Dino Moras
Dino Moras, est un chimiste de formation. Sa thèse de doctorat d’état, soutenue à l’université Louis-Pasteur en 1971, a été consacrée à l’étude structurale des cryptates synthétisés par Jean-Pierre Sauvage dans l’équipe de Jean-Marie Lehn. Il avait auparavant réalisé une première synthèse et caractérisation structurale par cristallographie et spectroscopie Mossbauer d'un hétérocycle entièrement minéral (thèse de 3e cycle, 1968).
Dino Moras est un pionnier de la biologie structurale en France. Après un stage post-doctoral dans le laboratoire du Prof MG Rossmann (Purdue University, Indiana), il entreprend l'étude d’une étape majeure de la traduction du code génétique, l’aminoacylation des ARN de transfert (tRNAs) par les aminoacyl-tRNA-synthétases (aaRSs). En 1980 la détermination de la structure du tRNAASP de levure (deuxième structure atomique d'un ARN de transfert à résolution atomique) a été la première étape d’une recherche qui a culminé dix ans plus tard par la découverte de la partition des aaRSs en deux classes avec la corrélation fonctionnelle associée (chiralité de la cible) suivie par la détermination de la structure atomique du premier complexe tRNA-aaRS de classe II (tRNAASP-aspRS) et la dissection du mécanisme enzymatique. Une retombée de ce projet a été la solution du paradoxe de Pauling, le fait que les synthétases puissent discriminer des acides aminés isostériques comme Thr, Ser et Val avec un taux d'erreur très faible. La structure de la thréonyl-tRNA-synthétase a permis de résoudre l’énigme.

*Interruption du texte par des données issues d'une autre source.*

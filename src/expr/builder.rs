//! Type-checked expression construction

use super::{BinaryOp, Expr, ExprData, ExprRef, Literal};
use crate::error::{Error, Result};
use crate::types::{Context, Type, TypeKind, Variable};
use num_bigint::{BigInt, BigUint, Sign};
use num_traits::One;
use std::sync::Arc;

/// Builds expression nodes in one context.
///
/// Every constructor validates operand arity and types before creating a
/// node; violations are reported as [`Error::TypeMismatch`],
/// [`Error::InvalidArity`] or [`Error::IndexOutOfBounds`] and no node is built.
#[derive(Debug, Clone)]
pub struct ExprBuilder {
    ctx: Arc<Context>,
}

impl ExprBuilder {
    /// Create a builder over `ctx`
    pub fn new(ctx: Arc<Context>) -> Self {
        Self { ctx }
    }

    /// The owning context
    pub fn context(&self) -> &Arc<Context> {
        &self.ctx
    }

    fn make(&self, data: ExprData, ty: Type) -> ExprRef {
        self.ctx.exprs().intern(Expr::new(data, ty))
    }

    // Literals
    //-------------------------------------------------------------------------

    /// Any literal value
    pub fn literal(&self, lit: Literal) -> ExprRef {
        match lit {
            Literal::Bool(b) => self.bool_lit(b),
            Literal::Int(v) => self.int_lit(v),
            Literal::Bv { width, value } => self.bv_lit(value, width),
        }
    }

    /// Boolean literal
    pub fn bool_lit(&self, value: bool) -> ExprRef {
        self.make(ExprData::Literal(Literal::Bool(value)), self.ctx.bool_type())
    }

    /// The `true` literal
    pub fn true_lit(&self) -> ExprRef {
        self.bool_lit(true)
    }

    /// The `false` literal
    pub fn false_lit(&self) -> ExprRef {
        self.bool_lit(false)
    }

    /// Integer literal. Repeated requests for one value share a node.
    pub fn int_lit(&self, value: i64) -> ExprRef {
        self.make(ExprData::Literal(Literal::Int(value)), self.ctx.int_type())
    }

    /// Bit-vector literal, reduced modulo `2^width`
    ///
    /// # Panics
    /// If `width` is zero.
    pub fn bv_lit(&self, value: impl Into<BigUint>, width: u32) -> ExprRef {
        let modulus = BigUint::one() << width;
        let value = value.into() % modulus;
        self.make(
            ExprData::Literal(Literal::Bv { width, value }),
            self.ctx.bv_type(width),
        )
    }

    /// Bit-vector literal from a signed value: two's complement, then
    /// truncated to `width` bits
    pub fn bv_lit_signed(&self, value: &BigInt, width: u32) -> ExprRef {
        let modulus = BigInt::one() << width;
        let mut reduced = value % &modulus;
        if reduced.sign() == Sign::Minus {
            reduced += &modulus;
        }
        // `reduced` is now in [0, 2^width)
        let (_, magnitude) = reduced.into_parts();
        self.bv_lit(magnitude, width)
    }

    /// Reference to a variable
    pub fn var_ref(&self, var: &Variable) -> ExprRef {
        self.make(ExprData::VarRef(var.clone()), var.ty().clone())
    }

    // Operators
    //-------------------------------------------------------------------------

    /// Negation: Bool, or bitwise on a bit-vector
    pub fn not(&self, operand: ExprRef) -> Result<ExprRef> {
        let ty = operand.ty().clone();
        if !(ty.is_bool() || ty.is_bv()) {
            return Err(Error::type_mismatch("Bool or bit-vector", ty.name()));
        }
        Ok(self.make(ExprData::Not(operand), ty))
    }

    /// Addition
    pub fn add(&self, left: ExprRef, right: ExprRef) -> Result<ExprRef> {
        self.binary(BinaryOp::Add, left, right)
    }

    /// Subtraction
    pub fn sub(&self, left: ExprRef, right: ExprRef) -> Result<ExprRef> {
        self.binary(BinaryOp::Sub, left, right)
    }

    /// Multiplication
    pub fn mul(&self, left: ExprRef, right: ExprRef) -> Result<ExprRef> {
        self.binary(BinaryOp::Mul, left, right)
    }

    /// Division
    pub fn div(&self, left: ExprRef, right: ExprRef) -> Result<ExprRef> {
        self.binary(BinaryOp::Div, left, right)
    }

    /// Conjunction
    pub fn and(&self, left: ExprRef, right: ExprRef) -> Result<ExprRef> {
        self.binary(BinaryOp::And, left, right)
    }

    /// Disjunction
    pub fn or(&self, left: ExprRef, right: ExprRef) -> Result<ExprRef> {
        self.binary(BinaryOp::Or, left, right)
    }

    /// Exclusive or
    pub fn xor(&self, left: ExprRef, right: ExprRef) -> Result<ExprRef> {
        self.binary(BinaryOp::Xor, left, right)
    }

    /// Equality
    pub fn eq(&self, left: ExprRef, right: ExprRef) -> Result<ExprRef> {
        self.binary(BinaryOp::Eq, left, right)
    }

    /// Disequality
    pub fn not_eq(&self, left: ExprRef, right: ExprRef) -> Result<ExprRef> {
        self.binary(BinaryOp::NotEq, left, right)
    }

    /// Less than
    pub fn lt(&self, left: ExprRef, right: ExprRef) -> Result<ExprRef> {
        self.binary(BinaryOp::Lt, left, right)
    }

    /// Less than or equal
    pub fn lt_eq(&self, left: ExprRef, right: ExprRef) -> Result<ExprRef> {
        self.binary(BinaryOp::LtEq, left, right)
    }

    /// Greater than
    pub fn gt(&self, left: ExprRef, right: ExprRef) -> Result<ExprRef> {
        self.binary(BinaryOp::Gt, left, right)
    }

    /// Greater than or equal
    pub fn gt_eq(&self, left: ExprRef, right: ExprRef) -> Result<ExprRef> {
        self.binary(BinaryOp::GtEq, left, right)
    }

    /// Any binary operator.
    ///
    /// Both operands must share one type. Arithmetic and ordering need a
    /// numeric type; logic needs Bool or a bit-vector. Comparisons yield Bool,
    /// everything else yields the operand type.
    pub fn binary(&self, op: BinaryOp, left: ExprRef, right: ExprRef) -> Result<ExprRef> {
        let lty = left.ty().clone();
        let rty = right.ty();
        if &lty != rty {
            return Err(Error::type_mismatch(
                format!("{} operands of type {}", op.kind().name(), lty),
                rty.name(),
            ));
        }

        let kind = op.kind();
        let result_ty = if kind.is_arithmetic() {
            if !lty.is_numeric() {
                return Err(Error::type_mismatch("numeric operands", lty.name()));
            }
            lty
        } else if kind.is_logic() {
            if !(lty.is_bool() || lty.is_bv()) {
                return Err(Error::type_mismatch("Bool or bit-vector operands", lty.name()));
            }
            lty
        } else {
            let ordered = !matches!(op, BinaryOp::Eq | BinaryOp::NotEq);
            if ordered && !lty.is_numeric() {
                return Err(Error::type_mismatch("comparable operands", lty.name()));
            }
            self.ctx.bool_type()
        };

        Ok(self.make(ExprData::Binary { op, left, right }, result_ty))
    }

    /// If-then-else. The condition must be Bool and both branches must have
    /// the same type, which becomes the result type.
    pub fn select(
        &self,
        cond: ExprRef,
        then_expr: ExprRef,
        else_expr: ExprRef,
    ) -> Result<ExprRef> {
        if !cond.ty().is_bool() {
            return Err(Error::type_mismatch("Bool condition", cond.ty().name()));
        }
        if then_expr.ty() != else_expr.ty() {
            return Err(Error::type_mismatch(
                format!("else branch of type {}", then_expr.ty()),
                else_expr.ty().name(),
            ));
        }

        let ty = then_expr.ty().clone();
        Ok(self.make(
            ExprData::Select {
                cond,
                then_expr,
                else_expr,
            },
            ty,
        ))
    }

    // Tuples
    //-------------------------------------------------------------------------

    /// Tuple value of type `ty` from its members
    pub fn tuple(&self, ty: &Type, members: Vec<ExprRef>) -> Result<ExprRef> {
        let subtypes = match ty.kind() {
            TypeKind::Tuple(subtypes) => subtypes,
            _ => return Err(Error::type_mismatch("tuple type", ty.name())),
        };

        if subtypes.len() != members.len() {
            return Err(Error::InvalidArity {
                what: format!("tuple {}", ty),
                expected: subtypes.len(),
                got: members.len(),
            });
        }

        for (member, expected) in members.iter().zip(subtypes) {
            if member.ty() != expected {
                return Err(Error::type_mismatch(expected.name(), member.ty().name()));
            }
        }

        Ok(self.make(ExprData::TupleConstruct(members), ty.clone()))
    }

    /// Member `index` of a tuple-typed expression
    pub fn tuple_select(&self, tuple: ExprRef, index: usize) -> Result<ExprRef> {
        let member_ty = match tuple.ty().kind() {
            TypeKind::Tuple(subtypes) => match subtypes.get(index) {
                Some(ty) => ty.clone(),
                None => {
                    return Err(Error::IndexOutOfBounds {
                        index,
                        length: subtypes.len(),
                    })
                }
            },
            _ => return Err(Error::type_mismatch("tuple type", tuple.ty().name())),
        };

        Ok(self.make(ExprData::TupleSelect { tuple, index }, member_ty))
    }

    /// Build a node of the same shape as `expr` over new operands
    pub fn rebuild(&self, expr: &Expr, operands: Vec<ExprRef>) -> Result<ExprRef> {
        let arity = expr.num_operands();
        if operands.len() != arity {
            return Err(Error::InvalidArity {
                what: expr.kind().name().to_string(),
                expected: arity,
                got: operands.len(),
            });
        }

        let mut ops = operands.into_iter();
        let mut next = || {
            ops.next()
                .ok_or_else(|| Error::internal("operand list exhausted"))
        };

        match expr.data() {
            ExprData::Literal(lit) => Ok(self.literal(lit.clone())),
            ExprData::VarRef(var) => Ok(self.var_ref(var)),
            ExprData::Not(_) => self.not(next()?),
            ExprData::Binary { op, .. } => {
                let left = next()?;
                let right = next()?;
                self.binary(*op, left, right)
            }
            ExprData::Select { .. } => {
                let cond = next()?;
                let then_expr = next()?;
                let else_expr = next()?;
                self.select(cond, then_expr, else_expr)
            }
            ExprData::TupleConstruct(_) => {
                let members = std::iter::from_fn(|| next().ok()).collect();
                self.tuple(expr.ty(), members)
            }
            ExprData::TupleSelect { index, .. } => self.tuple_select(next()?, *index),
        }
    }

    /// Number of interned nodes still referenced somewhere
    pub fn live_nodes(&self) -> usize {
        self.ctx.exprs().live_count()
    }
}

#[cfg(test)]
mod tests {
    use super::*;
    use crate::expr::ExprKind;

    fn builder() -> ExprBuilder {
        ExprBuilder::new(Arc::new(Context::new()))
    }

    #[test]
    fn test_int_literal_shared() {
        let b = builder();
        let a = b.int_lit(10);
        let c = b.int_lit(10);
        assert_eq!(a, c);
        assert!(a.share_count() >= 2);
        assert_ne!(b.int_lit(10), b.int_lit(11));
    }

    #[test]
    fn test_structural_sharing() {
        let b = builder();
        let x = b
            .context()
            .create_variable("x", b.context().int_type())
            .unwrap();
        let e1 = b.add(b.var_ref(&x), b.int_lit(1)).unwrap();
        let e2 = b.add(b.var_ref(&x), b.int_lit(1)).unwrap();
        assert_eq!(e1, e2);
        assert_eq!(e1.kind(), ExprKind::Add);
        assert_eq!(e1.num_operands(), 2);
    }

    #[test]
    fn test_arithmetic_type_rules() {
        let b = builder();
        assert!(b.add(b.int_lit(1), b.true_lit()).is_err());
        assert!(b.mul(b.true_lit(), b.false_lit()).is_err());
        let sum = b.add(b.bv_lit(1u32, 8), b.bv_lit(2u32, 8)).unwrap();
        assert_eq!(sum.ty(), &b.context().bv_type(8));
        assert!(b.add(b.bv_lit(1u32, 8), b.bv_lit(2u32, 16)).is_err());
    }

    #[test]
    fn test_compare_yields_bool() {
        let b = builder();
        let lt = b.lt(b.int_lit(1), b.int_lit(2)).unwrap();
        assert!(lt.ty().is_bool());
        assert!(b.lt(b.true_lit(), b.false_lit()).is_err());
        assert!(b.eq(b.true_lit(), b.false_lit()).is_ok());
    }

    #[test]
    fn test_select_rules() {
        let b = builder();
        let sel = b.select(b.true_lit(), b.int_lit(1), b.int_lit(2)).unwrap();
        assert!(sel.ty().is_int());
        assert!(b.select(b.int_lit(0), b.int_lit(1), b.int_lit(2)).is_err());
        assert!(b.select(b.true_lit(), b.int_lit(1), b.false_lit()).is_err());
    }

    #[test]
    fn test_bv_literal_truncation() {
        let b = builder();
        let lit = b.bv_lit(300u32, 8);
        assert_eq!(lit.as_literal().and_then(Literal::as_u64), Some(44));

        let neg = b.bv_lit_signed(&BigInt::from(-1), 4);
        assert_eq!(neg.as_literal().and_then(Literal::as_u64), Some(15));
    }

    #[test]
    fn test_tuples() {
        let b = builder();
        let ctx = b.context().clone();
        let ty = ctx.tuple_type(vec![ctx.int_type(), ctx.bool_type()]).unwrap();

        let tup = b.tuple(&ty, vec![b.int_lit(3), b.true_lit()]).unwrap();
        let second = b.tuple_select(tup.clone(), 1).unwrap();
        assert!(second.ty().is_bool());

        assert_eq!(
            b.tuple_select(tup, 2).unwrap_err(),
            Error::IndexOutOfBounds {
                index: 2,
                length: 2
            }
        );
        assert!(b.tuple(&ty, vec![b.int_lit(3)]).is_err());
        assert!(b.tuple(&ty, vec![b.true_lit(), b.int_lit(3)]).is_err());
    }

    #[test]
    fn test_weak_cache_rebuilds() {
        let b = builder();
        let before = b.live_nodes();
        {
            let _tmp = b.int_lit(123_456);
            assert_eq!(b.live_nodes(), before + 1);
        }
        assert_eq!(b.live_nodes(), before);
        let again = b.int_lit(123_456);
        assert_eq!(again.as_literal(), Some(&Literal::Int(123_456)));
    }
}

En 1990 il a abordé l’étude d’une autre étape de l’expression de l’information génétique, la régulation de la transcription des gènes par les récepteurs nucléaires des hormones. Ces facteurs de transcription contrôlent la plupart des fonctions physiologiques et sont impliqués dans de nombreuses pathologies. En 1995 les premières structures atomiques des domaines de liaison du ligand (LBD) des récepteurs de l’acide rétinoique (RAR) et de son partenaire moléculaire le récepteur X des rétinoïdes (RXR), ont permis de définir un repliement canonique caractéristique pour cette famille de protéines et d’éclairer le rôle du ligand dans l'activation de ces facteurs. [] Plusieurs autres structures, notamment celle du récepteur de la vitamine D et de l'ecdyzone, spécifique des insectes, ont suivi. Dans une deuxième étape, l’étude des bases structurales du complexe de la transcription contrôlé par les récepteurs nucléaires, il a utilisé les approches intégratives de la biologie structurale, dont la cryo-microscopie électronique pour modéliser l'architecture moléculaire en solution de plusieurs complexes regroupant l'ADN, les récepteurs et leurs corégulateurs transcriptionnels.

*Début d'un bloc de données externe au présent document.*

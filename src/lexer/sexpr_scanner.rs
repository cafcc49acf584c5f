use super::token::{Token, TokenKind};
use crate::error::{Error, Result};

/// Scanner for the parenthesized trace notation
///
/// Anything that is not whitespace, a parenthesis, a quote or a `;` comment
/// belongs to an atom, so names such as `main/x_1`, `loc.3` and numbers such
/// as `-17` come out as single tokens.
pub struct SExprScanner {
    /// Source text as character vector
    source: Vec<char>,
    /// Accumulated tokens
    tokens: Vec<Token>,
    /// Start position of current token
    start: usize,
    /// Current position in source
    current: usize,
    /// Current line number (1-indexed)
    line: usize,
    /// Current column number (1-indexed)
    column: usize,
    /// Column where the current token started
    start_column: usize,
}

impl SExprScanner {
    /// Creates a new scanner over `source`
    pub fn new(source: &str) -> Self {
        SExprScanner {
            source: source.chars().collect(),
            tokens: Vec::new(),
            start: 0,
            current: 0,
            line: 1,
            column: 1,
            start_column: 1,
        }
    }

    /// Scans all tokens and returns them, terminated by `Eof`
    pub fn scan_tokens(&mut self) -> Result<Vec<Token>> {
        while !self.is_at_end() {
            self.start = self.current;
            self.start_column = self.column;
            self.scan_token()?;
        }

        self.tokens.push(Token::new(
            TokenKind::Eof,
            String::new(),
            self.line,
            self.column,
        ));

        Ok(std::mem::take(&mut self.tokens))
    }

    fn scan_token(&mut self) -> Result<()> {
        let c = self.advance();

        match c {
            ' ' | '\r' | '\t' => {}
            '\n' => {
                self.line += 1;
                self.column = 1;
            }

            ';' => self.skip_line_comment(),

            '(' => self.add_token(TokenKind::LeftParen),
            ')' => self.add_token(TokenKind::RightParen),

            '"' => self.scan_quoted()?,

            _ => self.scan_atom(),
        }

        Ok(())
    }

    fn skip_line_comment(&mut self) {
        while !self.is_at_end() && self.peek() != '\n' {
            self.advance();
        }
    }

    fn scan_quoted(&mut self) -> Result<()> {
        let mut value = String::new();

        while !self.is_at_end() && self.peek() != '"' {
            if self.peek() == '\\' {
                self.advance();
                if self.is_at_end() {
                    break;
                }
                let escaped = self.advance();
                match escaped {
                    'n' => value.push('\n'),
                    't' => value.push('\t'),
                    '\\' => value.push('\\'),
                    '"' => value.push('"'),
                    _ => {
                        return Err(self.error(format!("Invalid escape sequence \\{}", escaped)));
                    }
                }
            } else {
                if self.peek() == '\n' {
                    self.line += 1;
                    self.column = 0;
                }
                value.push(self.advance());
            }
        }

        if self.is_at_end() {
            return Err(self.error("Unterminated quoted name".to_string()));
        }

        self.advance(); // Closing "

        self.add_token(TokenKind::Quoted(value));
        Ok(())
    }

    fn scan_atom(&mut self) {
        while !self.is_at_end() && !is_delimiter(self.peek()) {
            self.advance();
        }

        let text: String = self.source[self.start..self.current].iter().collect();
        self.add_token(TokenKind::Atom(text));
    }

    fn error(&self, message: String) -> Error {
        Error::SyntaxError {
            line: self.line,
            col: self.start_column,
            message,
        }
    }

    fn is_at_end(&self) -> bool {
        self.current >= self.source.len()
    }

    fn advance(&mut self) -> char {
        let c = self.source[self.current];
        self.current += 1;
        self.column += 1;
        c
    }

    fn peek(&self) -> char {
        if self.is_at_end() {
            '\0'
        } else {
            self.source[self.current]
        }
    }

    fn add_token(&mut self, kind: TokenKind) {
        let lexeme: String = self.source[self.start..self.current].iter().collect();
        self.tokens
            .push(Token::new(kind, lexeme, self.line, self.start_column));
    }
}

fn is_delimiter(c: char) -> bool {
    c.is_whitespace() || matches!(c, '(' | ')' | '"' | ';')
}

#[cfg(test)]
mod tests {
    use super::*;

    fn kinds(source: &str) -> Vec<TokenKind> {
        SExprScanner::new(source)
            .scan_tokens()
            .unwrap()
            .into_iter()
            .map(|t| t.kind)
            .collect()
    }

    #[test]
    fn test_simple_sexpr() {
        assert_eq!(
            kinds("(SafetyResult Safe)"),
            vec![
                TokenKind::LeftParen,
                TokenKind::Atom("SafetyResult".into()),
                TokenKind::Atom("Safe".into()),
                TokenKind::RightParen,
                TokenKind::Eof,
            ]
        );
    }

    #[test]
    fn test_atoms_keep_punctuation() {
        let tokens = kinds("(main_x_1 -17 loc.3 a/b)");
        assert_eq!(tokens[1], TokenKind::Atom("main_x_1".into()));
        assert_eq!(tokens[2], TokenKind::Atom("-17".into()));
        assert_eq!(tokens[3], TokenKind::Atom("loc.3".into()));
        assert_eq!(tokens[4], TokenKind::Atom("a/b".into()));
    }

    #[test]
    fn test_quoted_and_positions() {
        let tokens = SExprScanner::new("(x\n  \"a b\")").scan_tokens().unwrap();
        assert_eq!(tokens[2].kind, TokenKind::Quoted("a b".into()));
        assert_eq!(tokens[2].line, 2);
        assert_eq!(tokens[2].column, 3);
    }

    #[test]
    fn test_comment() {
        let tokens = kinds("; reply\n(Trace)");
        assert_eq!(tokens[0], TokenKind::LeftParen);
        assert_eq!(tokens[1], TokenKind::Atom("Trace".into()));
    }

    #[test]
    fn test_unterminated_quote() {
        assert!(matches!(
            SExprScanner::new("(\"abc").scan_tokens(),
            Err(Error::SyntaxError { line: 1, .. })
        ));
    }
}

Dino Moras a été assistant à l’école de chimie de Strasbourg avant d’intégrer le CNRS en 1969. Il y a obtenu une médaille de bronze (1972) et d’argent (1982). Il est actuellement directeur de recherche émérite et professeur conventionné de l’UNISTRA. Membre de l’académie des sciences, de l’academia Europeae, et membre étranger de l'Académie américaine des arts et des sciences, il est chevalier de la Légion d'honneur et officier de l'Ordre national du Mérite.